EXERCISE BRIEF :: Copy exactly, please, the lines of the data from its start through the line containing "#[repr(i32)]".

Saved data entries:

# # #

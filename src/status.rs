//! HIP status codes and memory copy kinds.
//!
//! The numeric values are part of the host ABI: compiled host programs compare
//! against them directly, so they must match the HIP headers exactly.

use std::fmt;

/// Status code returned by every runtime entry point.
#[repr(i32)]
#[derive(Debug, Clone, Copy, PartialEq, Eq, Hash)]
pub enum HipError {
    Success = 0,
    InvalidValue = 1,
    OutOfMemory = 2,
    InvalidSymbol = 13,
    InvalidDeviceFunction = 98,
    Assert = 710,
    Unknown = 999,
}

impl HipError {
    pub fn code(self) -> i32 {
        self as i32
    }

    pub fn is_success(self) -> bool {
        self == HipError::Success
    }

    /// Name as spelled in the HIP headers.
    pub fn name(self) -> &'static str {
        match self {
            HipError::Success => "hipSuccess",
            HipError::InvalidValue => "hipErrorInvalidValue",
            HipError::OutOfMemory => "hipErrorOutOfMemory",
            HipError::InvalidSymbol => "hipErrorInvalidSymbol",
            HipError::InvalidDeviceFunction => "hipErrorInvalidDeviceFunction",
            HipError::Assert => "hipErrorAssert",
            HipError::Unknown => "hipErrorUnknown",
        }
    }
}

impl fmt::Display for HipError {
    fn fmt(&self, f: &mut fmt::Formatter<'_>) -> fmt::Result {
        write!(f, "{} ({})", self.name(), self.code())
    }
}

impl From<HipError> for i32 {
    fn from(err: HipError) -> i32 {
        err.code()
    }
}

/// Direction of a `memcpy`, using the raw `hipMemcpyKind` numbering.
#[derive(Debug, Clone, Copy, PartialEq, Eq)]
pub enum MemcpyKind {
    HostToHost,
    HostToDevice,
    DeviceToHost,
    DeviceToDevice,
}

impl MemcpyKind {
    /// Decode a raw kind. Anything outside 0..=3 is rejected; the caller reports
    /// it as a copy failure (status 1).
    pub fn from_raw(raw: u32) -> Option<Self> {
        match raw {
            0 => Some(MemcpyKind::HostToHost),
            1 => Some(MemcpyKind::HostToDevice),
            2 => Some(MemcpyKind::DeviceToHost),
            3 => Some(MemcpyKind::DeviceToDevice),
            _ => None,
        }
    }

    pub fn raw(self) -> u32 {
        match self {
            MemcpyKind::HostToHost => 0,
            MemcpyKind::HostToDevice => 1,
            MemcpyKind::DeviceToHost => 2,
            MemcpyKind::DeviceToDevice => 3,
        }
    }
}
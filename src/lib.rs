//! # hipgpu - HIP-Style Kernel Launches on WebGPU
//!
//! hipgpu runs kernels written against the CUDA/HIP launch model on a
//! compute-dispatch GPU backend. The kernel compiler hands over two
//! artifacts: a WGSL shader module with one entry point per kernel, and a
//! line-oriented reflection stream describing each kernel's arguments. From
//! those the runtime rebuilds binding layouts, turns the pointer-indexed
//! argument buffer of each launch into bound GPU resources, and relays
//! device `printf` output, device-side aborts and execution timing back to
//! the host.
//!
//! ## Key Features
//!
//! - **Synchronous launches**: every launch waits for its diagnostics, so a
//!   host program sees an ordinary call returning a HIP status code
//! - **Lazy layouts**: kernels that touch `__device__` globals are completed
//!   on first launch, after the globals are registered
//! - **Pipeline cache**: one compute pipeline per kernel and block shape
//! - **Device printf**: a shared ring buffer rendered on the host with the
//!   format strings shipped in the reflection stream
//! - **Timing**: per-launch GPU timestamps when the adapter supports them
//!
//! ## Quick Start
//!
//! ```rust,no_run
//! use hipgpu::{Dim3, GpuContext, HipRuntime, KernelLauncher, KernelParams, RuntimeConfig};
//!
//! # fn main() -> hipgpu::Result<()> {
//! let config = RuntimeConfig::default().with_env()?;
//! let gpu = GpuContext::new(&config)?;
//! let launcher = KernelLauncher::new(
//!     gpu,
//!     config,
//!     &std::fs::read_to_string("kernels.csv")?,
//!     &std::fs::read_to_string("kernels.wgsl")?,
//! )?;
//! let mut hip = HipRuntime::new(launcher);
//!
//! let out = hip.malloc(1024).ok().flatten().expect("allocation");
//! let mut params = KernelParams::new();
//! params.push_device_ptr(out).push(256u32);
//! let status = hip.launch_by_name("fill", Dim3::from(1), Dim3::from(256), &params.slots(), 0)?;
//! assert!(status.is_success());
//! # Ok(())
//! # }
//! ```
//!
//! ## Architecture Overview
//!
//! ```text
//! reflection ──▶ KernelTable ──▶ layout::plan ──┐
//!                                               ▼
//! host program ──▶ HipRuntime ──▶ KernelLauncher ──▶ wgpu queue
//!                      ▲               │  ▲
//!                      │               ▼  │
//!                  printf text ◀── DiagnosticsChannel / TimingInstrument
//! ```

pub mod args;
pub mod config;
pub mod device;
pub mod diagnostics;
pub mod error;
pub mod globals;
pub mod hip;
pub mod history;
pub mod launcher;
pub mod layout;
pub mod memory;
pub mod reflection;
pub mod session;
pub mod status;
pub mod timing;

// Re-export key types
pub use args::KernelParams;
pub use config::RuntimeConfig;
pub use device::{Captured, GpuContext};
pub use error::{Result, RuntimeError};
pub use hip::{Dim3, HipRuntime, HostFunction};
pub use history::{LaunchHistory, LaunchRecord};
pub use launcher::{KernelLauncher, LaunchRequest};
pub use memory::{CopyDst, CopySrc, DevicePtr};
pub use reflection::{KernelDescriptor, KernelTable};
pub use session::{run_program, ModuleSource, RunInfo, RunOutcome};
pub use status::{HipError, MemcpyKind};
//! Device to host diagnostics: `printf` output and device-side aborts.
//!
//! Both travel through storage buffers the kernel writes into. After a launch
//! the runtime copies them into mappable staging buffers and clears the
//! device copies in the same submission, so every launch starts from an
//! empty ring and a lowered abort flag. [`ChannelGuard`] owns that
//! protocol for a single launch.

pub mod printf;

use std::sync::Arc;

use tracing::{debug, trace};

use crate::device::GpuContext;
use crate::error::Result;

pub use printf::{PrintfDescriptor, PrintfDescriptors};

const ABORT_FLAG_BYTES: u64 = 4;
const COUNTER_BYTES: u64 = 4;

pub struct DiagnosticsChannel {
    ring: wgpu::Buffer,
    staging: wgpu::Buffer,
    abort_staging: wgpu::Buffer,
    layout: wgpu::BindGroupLayout,
    bind_group: wgpu::BindGroup,
    group: u32,
    descriptors: PrintfDescriptors,
}

impl DiagnosticsChannel {
    pub fn new(gpu: &GpuContext, ring_size: u64, group: u32, descriptors: PrintfDescriptors) -> Self {
        let device = gpu.device();
        let ring = device.create_buffer(&wgpu::BufferDescriptor {
            label: Some("printf ring"),
            size: ring_size,
            usage: wgpu::BufferUsages::STORAGE
                | wgpu::BufferUsages::COPY_SRC
                | wgpu::BufferUsages::COPY_DST,
            mapped_at_creation: false,
        });
        let staging = device.create_buffer(&wgpu::BufferDescriptor {
            label: Some("printf staging"),
            size: ring_size,
            usage: wgpu::BufferUsages::MAP_READ | wgpu::BufferUsages::COPY_DST,
            mapped_at_creation: false,
        });
        let abort_staging = device.create_buffer(&wgpu::BufferDescriptor {
            label: Some("abort staging"),
            size: ABORT_FLAG_BYTES,
            usage: wgpu::BufferUsages::MAP_READ | wgpu::BufferUsages::COPY_DST,
            mapped_at_creation: false,
        });
        gpu.queue().write_buffer(&ring, 0, &[0u8; COUNTER_BYTES as usize]);

        let layout = device.create_bind_group_layout(&wgpu::BindGroupLayoutDescriptor {
            label: Some("printf"),
            entries: &[wgpu::BindGroupLayoutEntry {
                binding: 0,
                visibility: wgpu::ShaderStages::COMPUTE,
                ty: wgpu::BindingType::Buffer {
                    ty: wgpu::BufferBindingType::Storage { read_only: false },
                    has_dynamic_offset: false,
                    min_binding_size: None,
                },
                count: None,
            }],
        });
        let bind_group = device.create_bind_group(&wgpu::BindGroupDescriptor {
            label: Some("printf"),
            layout: &layout,
            entries: &[wgpu::BindGroupEntry {
                binding: 0,
                resource: ring.as_entire_binding(),
            }],
        });
        debug!(ring_size, group, descriptors = descriptors.len(), "diagnostics channel ready");

        Self {
            ring,
            staging,
            abort_staging,
            layout,
            bind_group,
            group,
            descriptors,
        }
    }

    /// Bind group index printing kernels expect the ring at.
    pub fn group(&self) -> u32 {
        self.group
    }

    pub fn bind_group_layout(&self) -> &wgpu::BindGroupLayout {
        &self.layout
    }

    pub fn bind_group(&self) -> &wgpu::BindGroup {
        &self.bind_group
    }

    pub fn descriptors(&self) -> &PrintfDescriptors {
        &self.descriptors
    }

    pub fn ring_size(&self) -> u64 {
        self.ring.size()
    }

    /// Start the diagnostics protocol for one launch.
    pub fn open<'a>(
        &'a self,
        gpu: &'a GpuContext,
        printf: bool,
        abort_flag: Option<Arc<wgpu::Buffer>>,
    ) -> ChannelGuard<'a> {
        ChannelGuard {
            channel: self,
            gpu,
            printf,
            abort_flag,
            settled: false,
        }
    }

    /// Render a ring snapshot with this module's descriptors.
    pub fn render(&self, bytes: &[u8]) -> Result<String> {
        printf::render(bytes, &self.descriptors)
    }
}

/// What a launch left in the diagnostics buffers.
#[derive(Debug, Clone, Default, PartialEq, Eq)]
pub struct Collected {
    /// The abort flag was raised.
    pub aborted: bool,
    /// Used part of the ring, counter word included. `None` for kernels that
    /// do not print.
    pub printf: Option<Vec<u8>>,
}

/// Per-launch handle on the diagnostics buffers.
///
/// Encode the copies and clears with [`ChannelGuard::encode`], submit, then
/// [`ChannelGuard::collect`]. A guard dropped before `collect` submits the
/// clears on its own so the next launch still starts clean.
pub struct ChannelGuard<'a> {
    channel: &'a DiagnosticsChannel,
    gpu: &'a GpuContext,
    printf: bool,
    abort_flag: Option<Arc<wgpu::Buffer>>,
    settled: bool,
}

impl ChannelGuard<'_> {
    pub fn prints(&self) -> bool {
        self.printf
    }

    pub fn watches_abort(&self) -> bool {
        self.abort_flag.is_some()
    }

    /// Snapshot and clear. Must be encoded after the dispatch.
    pub fn encode(&self, encoder: &mut wgpu::CommandEncoder) {
        let ch = self.channel;
        if self.printf {
            encoder.copy_buffer_to_buffer(&ch.ring, 0, &ch.staging, 0, ch.ring.size());
            encoder.clear_buffer(&ch.ring, 0, Some(COUNTER_BYTES));
        }
        if let Some(flag) = &self.abort_flag {
            encoder.copy_buffer_to_buffer(flag, 0, &ch.abort_staging, 0, ABORT_FLAG_BYTES);
            encoder.clear_buffer(flag, 0, Some(ABORT_FLAG_BYTES));
        }
    }

    /// Wait for the staging copies and read them. Call after submitting the
    /// encoder passed to [`ChannelGuard::encode`].
    pub fn collect(mut self) -> Result<Collected> {
        self.settled = true;
        let ch = self.channel;

        let mut pending: Vec<&wgpu::Buffer> = Vec::with_capacity(2);
        if self.printf {
            pending.push(&ch.staging);
        }
        if self.abort_flag.is_some() {
            pending.push(&ch.abort_staging);
        }
        if pending.is_empty() {
            return Ok(Collected::default());
        }
        self.gpu.map_read(&pending)?;

        let mut collected = Collected::default();
        if self.abort_flag.is_some() {
            {
                let mapped = ch.abort_staging.slice(..).get_mapped_range();
                collected.aborted = mapped.iter().any(|&b| b != 0);
            }
            ch.abort_staging.unmap();
        }
        if self.printf {
            {
                let mapped = ch.staging.slice(..).get_mapped_range();
                let used = printf::used_bytes(&mapped);
                collected.printf = Some(mapped[..used].to_vec());
            }
            ch.staging.unmap();
        }
        trace!(aborted = collected.aborted, "diagnostics collected");
        Ok(collected)
    }
}

impl Drop for ChannelGuard<'_> {
    fn drop(&mut self) {
        if self.settled || (!self.printf && self.abort_flag.is_none()) {
            return;
        }
        let mut encoder = self
            .gpu
            .device()
            .create_command_encoder(&wgpu::CommandEncoderDescriptor {
                label: Some("diagnostics reset"),
            });
        if self.printf {
            encoder.clear_buffer(&self.channel.ring, 0, Some(COUNTER_BYTES));
        }
        if let Some(flag) = &self.abort_flag {
            encoder.clear_buffer(flag, 0, Some(ABORT_FLAG_BYTES));
        }
        self.gpu.queue().submit(Some(encoder.finish()));
        debug!("diagnostics reset after unsettled launch");
    }
}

# # #

REPLY TO THE TASK ::
filename src/status.rs
//! HIP status codes and memory copy kinds.
//!
//! The numeric values are part of the host ABI: compiled host programs compare
//! against them directly, so they must match the HIP headers exactly.

use std::fmt;

/// Status code returned by every runtime entry point.
#[repr(i32)]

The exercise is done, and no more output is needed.